● **What the exercise asks**
Of the lines below, report only those that contain "Relaxed".

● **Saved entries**

//! # HTTP Server
//!
//! HTTP server for metrics, health checks, and Kubernetes probes.
//!
//! Provides endpoints:
//! - `/metrics` - Prometheus metrics in text format
//! - `/healthz` - Liveness probe (always returns 200)
//! - `/readyz` - Readiness probe (returns 200 when controller is ready)
//!
//! The server runs on port 5000 by default (configurable via `METRICS_PORT` environment variable).

use crate::observability::metrics;
use axum::{extract::State, http::StatusCode, response::IntoResponse, routing::get, Router};
use std::sync::atomic::{AtomicBool, Ordering};
use std::sync::Arc;
use tokio::net::TcpListener;
use tracing::{error, info};

/// Shared readiness flag
///
/// Flipped to `true` once the listener is bound and back to `false` when
/// shutdown starts, so the readiness probe drains traffic before exit.
#[derive(Debug, Default)]
pub struct ServerState {
    pub is_ready: Arc<AtomicBool>,
}

impl ServerState {
    pub fn is_ready(&self) -> bool {
        self.is_ready.load(Ordering::Relaxed)
    }

    pub fn set_ready(&self, ready: bool) {
        self.is_ready.store(ready, Ordering::Relaxed);
    }
}

fn router(state: Arc<ServerState>) -> Router {
    Router::new()
        .route("/metrics", get(metrics_handler))
        .route("/healthz", get(healthz_handler))
        .route("/readyz", get(readyz_handler))
        .with_state(state)
}

pub async fn start_server(port: u16, state: Arc<ServerState>) -> Result<(), anyhow::Error> {
    let app = router(state.clone());

    let addr = format!("0.0.0.0:{port}");
    let listener = TcpListener::bind(&addr).await?;

    info!("HTTP server listening on {}", addr);
    state.set_ready(true);

    axum::serve(listener, app).await?;

    Ok(())
}

async fn metrics_handler() -> impl IntoResponse {
    match metrics::gather_text() {
        Ok(body) => (
            StatusCode::OK,
            [("content-type", "text/plain; version=0.0.4; charset=utf-8")],
            body,
        ),
        Err(e) => {
            error!("Failed to encode metrics: {}", e);
            (
                StatusCode::INTERNAL_SERVER_ERROR,
                [("content-type", "text/plain")],
                format!("Failed to encode metrics: {e}"),
            )
        }
    }
}

async fn healthz_handler() -> impl IntoResponse {
    StatusCode::OK
}

async fn readyz_handler(State(state): State<Arc<ServerState>>) -> impl IntoResponse {
    if state.is_ready() {
        StatusCode::OK
    } else {
        StatusCode::SERVICE_UNAVAILABLE
    }
}

#[cfg(test)]
mod tests {
    use super::*;

    #[tokio::test]
    async fn test_readyz_follows_state() {
        let state = Arc::new(ServerState::default());

        let response = readyz_handler(State(state.clone())).await.into_response();
        assert_eq!(response.status(), StatusCode::SERVICE_UNAVAILABLE);

        state.set_ready(true);
        let response = readyz_handler(State(state)).await.into_response();
        assert_eq!(response.status(), StatusCode::OK);
    }

    #[tokio::test]
    async fn test_healthz_always_ok() {
        let response = healthz_handler().await.into_response();
        assert_eq!(response.status(), StatusCode::OK);
    }

    #[tokio::test]
    async fn test_metrics_endpoint_renders_text() {
        metrics::increment_requeues_total("server-test");
        let response = metrics_handler().await.into_response();
        assert_eq!(response.status(), StatusCode::OK);
    }
}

● **Answer section**
        self.is_ready.load(Ordering::Relaxed)
        self.is_ready.store(ready, Ordering::Relaxed);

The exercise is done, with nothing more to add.